Fibrillation atriale

 Mise à jour 2024 :

new035 2024 ESC Guidelines for the management of atrial fibrillation developed in collaboration with the European Association for Cardio-Thoracic Surgery (EACTS)
European Heart Journal (2024) 00, 1–101

LES MESSAGES CLÉS DES GUIDELINES ESC 2024 :

  • Le diagnostic de fibrillation atriale (FA) est posé devant un ECG (monopiste ou 12 dérivations) présentant une activation anarchique atriale sans onde P. La FA est classifiée selon la durée des épisodes (premier épisode, paroxystique, persistante, permanente).
  • Le score de CHA2DS2 VASc n’est plus utilisé, il devient CHA2DS2 VA (le sexe féminin n’est plus pris en compte)
  • La prise en charge « ABC » est remplacée par « CARE » dont les 4 piliers sont : Comorbidité, Anticoagulation, Réduction des symptômes, Evaluation/réévaluation.
  • L’ablation est à proposer en première intention pour la FA paroxystique.
  • La gestion des comorbidités est primordiale.

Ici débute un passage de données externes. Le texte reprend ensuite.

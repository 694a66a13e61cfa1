use async_trait::async_trait;
use chrono::NaiveDate;
use serde::{Deserialize, Serialize};
use ventura_shared::{
    AvailabilityDetail, AvailabilityDiscovery, Booking, CategoryUnits, Masked, OptionAnswer,
    QuestionTree,
};

use crate::CoreResult;

/// Availability side of the supplier inventory API.
#[async_trait]
pub trait SupplierAvailabilityApi: Send + Sync {
    /// List bookable slots for a product between two dates (inclusive)
    async fn discover_availability(
        &self,
        product_id: &str,
        date_from: NaiveDate,
        date_to: NaiveDate,
    ) -> CoreResult<AvailabilityDiscovery>;

    /// Answer configuration options; the response may reveal further required options
    async fn set_options(
        &self,
        availability_id: &str,
        answers: &[OptionAnswer],
    ) -> CoreResult<AvailabilityDetail>;

    /// Set guest counts per pricing category; recomputes total price and validity
    async fn set_pricing(
        &self,
        availability_id: &str,
        categories: &[CategoryUnits],
    ) -> CoreResult<AvailabilityDetail>;
}

/// Booking side of the supplier inventory API.
#[async_trait]
pub trait SupplierBookingApi: Send + Sync {
    async fn create_booking(&self) -> CoreResult<Booking>;

    async fn add_availability(&self, booking_id: &str, availability_id: &str)
        -> CoreResult<Booking>;

    async fn get_questions(&self, booking_id: &str) -> CoreResult<QuestionTree>;

    async fn answer_questions(
        &self,
        booking_id: &str,
        submission: &AnswerSubmission,
    ) -> CoreResult<AnswerReceipt>;

    /// Finalize the booking; it enters PENDING until the supplier decides
    async fn commit(&self, booking_id: &str) -> CoreResult<Booking>;

    /// `Ok(None)` when the supplier has no such booking
    async fn get_booking(&self, booking_id: &str) -> CoreResult<Option<Booking>>;
}

/// One guest record per person slot across every attached availability.
#[derive(Debug, Clone, PartialEq, Eq, Serialize, Deserialize)]
#[serde(rename_all = "camelCase")]
pub struct GuestRecord {
    pub person_id: String,
    pub first_name: String,
    pub last_name: String,
    #[serde(default, skip_serializing_if = "Option::is_none")]
    pub email: Option<Masked<String>>,
    #[serde(default, skip_serializing_if = "Option::is_none")]
    pub phone: Option<Masked<String>>,
    pub is_lead_guest: bool,
}

#[derive(Debug, Clone, PartialEq, Eq, Serialize, Deserialize)]
#[serde(rename_all = "camelCase")]
pub struct QuestionAnswer {
    pub question_id: String,
    pub value: String,
}

impl QuestionAnswer {
    pub fn new(question_id: &str, value: &str) -> Self {
        Self {
            question_id: question_id.to_string(),
            value: value.to_string(),
        }
    }
}

/// Payload for the supplier's answer endpoint.
#[derive(Debug, Clone, PartialEq, Eq, Serialize, Deserialize)]
#[serde(rename_all = "camelCase")]
pub struct AnswerSubmission {
    pub customer_first_name: String,
    pub customer_last_name: String,
    pub customer_email: Masked<String>,
    pub customer_phone: Masked<String>,
    pub terms_accepted: bool,
    pub guests: Vec<GuestRecord>,
    pub question_answers: Vec<QuestionAnswer>,
}

/// Supplier response to an answer submission.
#[derive(Debug, Clone, PartialEq, Serialize, Deserialize)]
#[serde(rename_all = "camelCase")]
pub struct AnswerReceipt {
    pub can_commit: bool,
    pub booking: Booking,
}
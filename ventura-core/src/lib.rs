pub mod payment;
pub mod repository;
pub mod supplier;

/// Shown when a failure has no message fit for a guest (transport errors).
pub const GENERIC_FAILURE_MESSAGE: &str = "Something went wrong. Please try again.";

#[derive(Debug, Clone, PartialEq, Eq, thiserror::Error)]
pub enum CoreError {
    #[error("Network request failed: {0}")]
    Transport(String),
    #[error("{message}")]
    Api {
        status: Option<u16>,
        message: String,
    },
    #[error("Availability configuration is invalid: {0}")]
    ConfigurationInvalid(String),
    #[error("Not found: {0}")]
    NotFound(String),
    #[error("{0}")]
    PaymentDeclined(String),
    #[error("Validation failed: {0}")]
    ValidationError(String),
    #[error("Internal service error: {0}")]
    InternalError(String),
}

impl CoreError {
    pub fn api(message: impl Into<String>) -> Self {
        Self::Api {
            status: None,
            message: message.into(),
        }
    }

    /// Text to surface to the guest. Structured errors pass through verbatim,
    /// transport failures collapse into a generic message.
    pub fn user_message(&self) -> String {
        match self {
            Self::Transport(_) | Self::InternalError(_) => GENERIC_FAILURE_MESSAGE.to_string(),
            Self::Api { message, .. } => message.clone(),
            other => other.to_string(),
        }
    }
}

pub type CoreResult<T> = Result<T, CoreError>;
use std::net::SocketAddr;
use std::sync::Arc;

use tracing_subscriber::{layer::SubscriberExt, util::SubscriberInitExt};
use ventura_api::{app, AppState};
use ventura_store::{MockPaymentProvider, SandboxSupplier};

#[tokio::main]
async fn main() {
    tracing_subscriber::registry()
        .with(
            tracing_subscriber::EnvFilter::try_from_default_env().unwrap_or_else(|_| {
                "ventura_api=debug,ventura_order=debug,tower_http=debug".into()
            }),
        )
        .with(tracing_subscriber::fmt::layer())
        .init();

    let config = ventura_store::Config::load().expect("Failed to load config");
    tracing::info!(
        partner_channel = %config.supplier.partner_channel_id,
        "Starting Ventura API on port {}",
        config.server.port
    );

    let supplier = Arc::new(SandboxSupplier::demo(config.sandbox.clone()).await);
    let payments = Arc::new(MockPaymentProvider::new(
        &config.payment.publishable_key,
        config.payment.skip_payment,
    ));
    let app_state = AppState::sandbox(supplier, payments, config.checkout.clone());

    let app = app(app_state);

    let addr = SocketAddr::from(([0, 0, 0, 0], config.server.port));
    tracing::info!("Listening on {}", addr);

    let listener = tokio::net::TcpListener::bind(addr)
        .await
        .expect("Failed to bind listener");
    axum::serve(listener, app).await.expect("Server error");
}
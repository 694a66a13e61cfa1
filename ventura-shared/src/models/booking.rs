use chrono::NaiveDate;
use serde::{Deserialize, Serialize};

use super::price::Price;
use super::question::{Person, Question};

/// Booking lifecycle as the supplier reports it
#[derive(Debug, Clone, Copy, Serialize, Deserialize, PartialEq, Eq)]
#[serde(rename_all = "SCREAMING_SNAKE_CASE")]
pub enum BookingState {
    Open,
    Pending,
    Confirmed,
    Rejected,
    Cancelled,
    /// Display-only: a confirmed booking whose experience has taken place
    Completed,
}

impl BookingState {
    /// Confirmed or completed: nothing left to collect, go to confirmation.
    pub fn is_confirmed(&self) -> bool {
        matches!(self, Self::Confirmed | Self::Completed)
    }

    pub fn as_str(&self) -> &'static str {
        match self {
            Self::Open => "OPEN",
            Self::Pending => "PENDING",
            Self::Confirmed => "CONFIRMED",
            Self::Rejected => "REJECTED",
            Self::Cancelled => "CANCELLED",
            Self::Completed => "COMPLETED",
        }
    }
}

/// An availability attached to a booking, with its per-availability questions and guests.
#[derive(Debug, Clone, PartialEq, Serialize, Deserialize)]
#[serde(rename_all = "camelCase")]
pub struct BookedAvailability {
    pub id: String,
    pub product_id: String,
    #[serde(default)]
    pub product_name: String,
    pub date: NaiveDate,
    #[serde(default)]
    pub start_time: Option<String>,
    #[serde(default)]
    pub questions: Vec<Question>,
    #[serde(default)]
    pub persons: Vec<Person>,
}

/// The reservation in progress.
#[derive(Debug, Clone, PartialEq, Serialize, Deserialize)]
#[serde(rename_all = "camelCase")]
pub struct Booking {
    pub id: String,
    /// Supplier booking reference, set once confirmed
    #[serde(default)]
    pub code: Option<String>,
    pub state: BookingState,
    #[serde(default)]
    pub can_commit: bool,
    #[serde(default)]
    pub total_price: Option<Price>,
    #[serde(default)]
    pub voucher_url: Option<String>,
    #[serde(default)]
    pub lead_passenger_name: Option<String>,
    #[serde(default)]
    pub questions: Vec<Question>,
    #[serde(default)]
    pub availabilities: Vec<BookedAvailability>,
}

impl Booking {
    pub fn open(id: &str) -> Self {
        Self {
            id: id.to_string(),
            code: None,
            state: BookingState::Open,
            can_commit: false,
            total_price: None,
            voucher_url: None,
            lead_passenger_name: None,
            questions: Vec::new(),
            availabilities: Vec::new(),
        }
    }

    pub fn person_count(&self) -> usize {
        self.availabilities.iter().map(|a| a.persons.len()).sum()
    }

    pub fn question_tree(&self) -> QuestionTree {
        QuestionTree {
            booking_id: self.id.clone(),
            can_commit: self.can_commit,
            questions: self.questions.clone(),
            availabilities: self.availabilities.clone(),
        }
    }
}

/// The three-level question tree attached to an open booking.
#[derive(Debug, Clone, PartialEq, Serialize, Deserialize)]
#[serde(rename_all = "camelCase")]
pub struct QuestionTree {
    pub booking_id: String,
    #[serde(default)]
    pub can_commit: bool,
    #[serde(default)]
    pub questions: Vec<Question>,
    #[serde(default)]
    pub availabilities: Vec<BookedAvailability>,
}

impl QuestionTree {
    /// Every question at every level, in display order.
    pub fn all_questions(&self) -> impl Iterator<Item = &Question> {
        self.questions.iter().chain(self.availabilities.iter().flat_map(|a| {
            a.questions
                .iter()
                .chain(a.persons.iter().flat_map(|p| p.questions.iter()))
        }))
    }

    /// Required questions still missing an answer, across all levels.
    pub fn unanswered_required_count(&self) -> usize {
        self.all_questions().filter(|q| q.is_outstanding()).count()
    }
}

#[cfg(test)]
mod tests {
    use super::*;
    use crate::models::question::QuestionType;

    #[test]
    fn test_state_serialization() {
        let json = serde_json::to_string(&BookingState::Confirmed).unwrap();
        assert_eq!(json, "\"CONFIRMED\"");
        let state: BookingState = serde_json::from_str("\"COMPLETED\"").unwrap();
        assert!(state.is_confirmed());
        assert!(!BookingState::Pending.is_confirmed());
    }

    #[test]
    fn test_unanswered_count_spans_all_levels() {
        let mut booking = Booking::open("bk-1");
        booking.questions.push(
            Question::new("b1", "Special requirements", QuestionType::Text).required(),
        );
        booking.availabilities.push(BookedAvailability {
            id: "av-1".to_string(),
            product_id: "p-1".to_string(),
            product_name: "Harbour cruise".to_string(),
            date: NaiveDate::from_ymd_opt(2026, 11, 2).unwrap(),
            start_time: None,
            questions: vec![Question::new("a1", "Pickup hotel", QuestionType::Text)
                .required()
                .with_answer("Grand")],
            persons: vec![Person {
                id: "p-0".to_string(),
                pricing_category_label: "Adult".to_string(),
                is_questions_complete: false,
                questions: vec![
                    Question::new("x1", "Waiver", QuestionType::Boolean).required(),
                    Question::new("x2", "Notes", QuestionType::Text),
                ],
            }],
        });

        let tree = booking.question_tree();
        assert_eq!(tree.all_questions().count(), 4);
        assert_eq!(tree.unanswered_required_count(), 2);
        assert_eq!(booking.person_count(), 1);
    }
}
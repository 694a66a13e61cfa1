use axum::{
    body::Bytes,
    extract::{Path, State},
    http::StatusCode,
    routing::{get, post},
    Json, Router,
};
use chrono::Utc;
use serde::{Deserialize, Serialize};
use tracing::{info, warn};
use ventura_order::{validate_guest, AnswerReport, CommitResult, GuestData, ResolvedQuestions};
use ventura_shared::Booking;

use crate::error::AppError;
use crate::state::AppState;

#[derive(Debug, Deserialize)]
#[serde(rename_all = "camelCase")]
pub struct AddAvailabilityRequest {
    pub availability_id: String,
}

#[derive(Debug, Default, Deserialize)]
#[serde(rename_all = "camelCase")]
pub struct CommitRequest {
    pub wait_for_confirmation: Option<bool>,
    pub max_wait_seconds: Option<u64>,
}

#[derive(Debug, Serialize)]
#[serde(rename_all = "camelCase")]
pub struct AnswerResponse {
    #[serde(flatten)]
    pub report: AnswerReport,
    #[serde(skip_serializing_if = "Option::is_none")]
    pub message: Option<String>,
}

pub fn routes() -> Router<AppState> {
    Router::new()
        .route("/api/bookings", post(create_booking))
        .route("/api/bookings/{booking_id}", get(get_booking))
        .route("/api/bookings/{booking_id}/availabilities", post(add_availability))
        .route(
            "/api/bookings/{booking_id}/questions",
            get(get_questions).post(answer_questions),
        )
        .route("/api/bookings/{booking_id}/commit", post(commit_booking))
}

async fn create_booking(
    State(state): State<AppState>,
) -> Result<(StatusCode, Json<Booking>), AppError> {
    let booking = state.bookings.create_booking().await?;
    info!(booking_id = %booking.id, "Booking created");
    Ok((StatusCode::CREATED, Json(booking)))
}

async fn get_booking(
    State(state): State<AppState>,
    Path(booking_id): Path<String>,
) -> Result<Json<Booking>, AppError> {
    let booking = state
        .bookings
        .get_booking(&booking_id)
        .await?
        .ok_or_else(|| AppError::NotFoundError("Booking not found".to_string()))?;
    if booking.state.is_confirmed() {
        record_confirmed(&state, &booking).await;
    }
    Ok(Json(booking))
}

async fn add_availability(
    State(state): State<AppState>,
    Path(booking_id): Path<String>,
    Json(req): Json<AddAvailabilityRequest>,
) -> Result<Json<Booking>, AppError> {
    let booking = state
        .bookings
        .add_availability(&booking_id, &req.availability_id)
        .await?;
    Ok(Json(booking))
}

async fn get_questions(
    State(state): State<AppState>,
    Path(booking_id): Path<String>,
) -> Result<Json<ResolvedQuestions>, AppError> {
    Ok(Json(state.resolver().resolve(&booking_id).await?))
}

/// Re-validates the form against the questions currently displayed, then answers.
async fn answer_questions(
    State(state): State<AppState>,
    Path(booking_id): Path<String>,
    Json(guest): Json<GuestData>,
) -> Result<Json<AnswerResponse>, AppError> {
    let resolver = state.resolver();
    let displayed = resolver.resolve(&booking_id).await?;
    validate_guest(&guest, &displayed.additional)?;

    let report = resolver.answer(&booking_id, &guest).await?;
    Ok(Json(AnswerResponse {
        message: report.message().map(str::to_string),
        report,
    }))
}

async fn commit_booking(
    State(state): State<AppState>,
    Path(booking_id): Path<String>,
    body: Bytes,
) -> Result<Json<CommitResult>, AppError> {
    // the body is optional, an empty one means "use the configured defaults"
    let req: CommitRequest = if body.is_empty() {
        CommitRequest::default()
    } else {
        serde_json::from_slice(&body).map_err(|e| AppError::BadRequest(e.to_string()))?
    };
    let wait = req
        .wait_for_confirmation
        .unwrap_or(state.checkout.wait_for_confirmation);
    let max_wait_seconds = req
        .max_wait_seconds
        .unwrap_or(state.checkout.max_wait_seconds);

    let result = state
        .poller()
        .commit(&booking_id, wait, max_wait_seconds)
        .await?;
    if result.is_confirmed {
        record_confirmed(&state, &result.booking).await;
    }
    Ok(Json(result))
}

/// Feed the urgency counter. Failures are logged and otherwise ignored.
pub(crate) async fn record_confirmed(state: &AppState, booking: &Booking) {
    let now = Utc::now();
    for availability in booking.availabilities.iter() {
        if let Err(e) = state
            .stats
            .record_confirmed(&availability.product_id, &booking.id, now)
            .await
        {
            warn!(booking_id = %booking.id, error = %e, "Failed to record booking stats");
        }
    }
}
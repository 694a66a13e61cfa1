use std::sync::Arc;

use ventura_catalog::AvailabilityConfigurator;
use ventura_core::payment::PaymentProvider;
use ventura_core::repository::BookingStatsRepository;
use ventura_core::supplier::{SupplierAvailabilityApi, SupplierBookingApi};
use ventura_order::{CommitPoller, PaymentOrchestrator, PollPolicy, QuestionResolver};
use ventura_store::app_config::CheckoutSettings;
use ventura_store::{InMemoryBookingStats, MockPaymentProvider, SandboxSupplier};

#[derive(Clone)]
pub struct AppState {
    pub availability: Arc<dyn SupplierAvailabilityApi>,
    pub bookings: Arc<dyn SupplierBookingApi>,
    pub payments: Arc<dyn PaymentProvider>,
    pub stats: Arc<dyn BookingStatsRepository>,
    pub checkout: CheckoutSettings,
}

impl AppState {
    /// Wire every port to the in-memory sandbox adapters.
    pub fn sandbox(
        supplier: Arc<SandboxSupplier>,
        payments: Arc<MockPaymentProvider>,
        checkout: CheckoutSettings,
    ) -> Self {
        Self {
            availability: supplier.clone(),
            bookings: supplier,
            payments,
            stats: Arc::new(InMemoryBookingStats::new()),
            checkout,
        }
    }

    pub fn configurator(&self) -> AvailabilityConfigurator {
        AvailabilityConfigurator::new(self.availability.clone())
    }

    pub fn resolver(&self) -> QuestionResolver {
        QuestionResolver::new(self.bookings.clone())
    }

    pub fn orchestrator(&self) -> PaymentOrchestrator {
        PaymentOrchestrator::new(self.payments.clone())
    }

    pub fn poller(&self) -> CommitPoller {
        let policy = PollPolicy::new(self.checkout.poll_interval(), self.checkout.max_wait());
        CommitPoller::new(self.bookings.clone(), policy)
    }
}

Dans les faits, les indications d’anticoagulation ne changent pas avec un grade IIA si CHADSVA à 1 et grade I si ≥ 2. Le type des épisodes (paroxystique, persistant, permanent) ne doit pas intervenir dans la décision de prise en charge (grade III-B)

On rappellera l’indication systématique à une anticoagulation si la FA est associée à une  cardiomyopathie hypertrophique (CMH) ou amylose cardiaque (grade I-B).

Nouveauté chez les patients avec FA infraclinique (dépistée par matériel endovasculaire ou portatif sans piste ECG) : une anticoagulation peut être débutée si le risque hémorragique est faible (grade IIB-B).

CHOIX DE L’ANTICOAGULATION : les AOD sont, comme dans la recommandation de 2020, à favoriser par rapports aux AVK, ceci pour des raisons de praticité mais aussi de morbidité/mortalité moindre. Les AVK gardent évidemment leur place chez les patients porteurs de valve mécanique et sténose mitrale.

ÉVALUATION DU RISQUE HÉMORRAGIQUE : on note la disparition du score HAS-BLED. La guideline donne différents éléments pour gérer les hémorragies, sans grandes modifications depuis 2020.

LE CHOIX D’UNE STRATÉGIE DE CONTRÔLE FRÉQUENCE avec ou sans contrôle de rythme est à évaluer et mettre en place dans les 12 mois, en concertation avec le patient (grade IIa). Pour les patients atteints de FA persistante, une cardioversion électrique est à envisager (grade IIa) pour évaluer le bénéfice potentiel du retour en rythme sinusal.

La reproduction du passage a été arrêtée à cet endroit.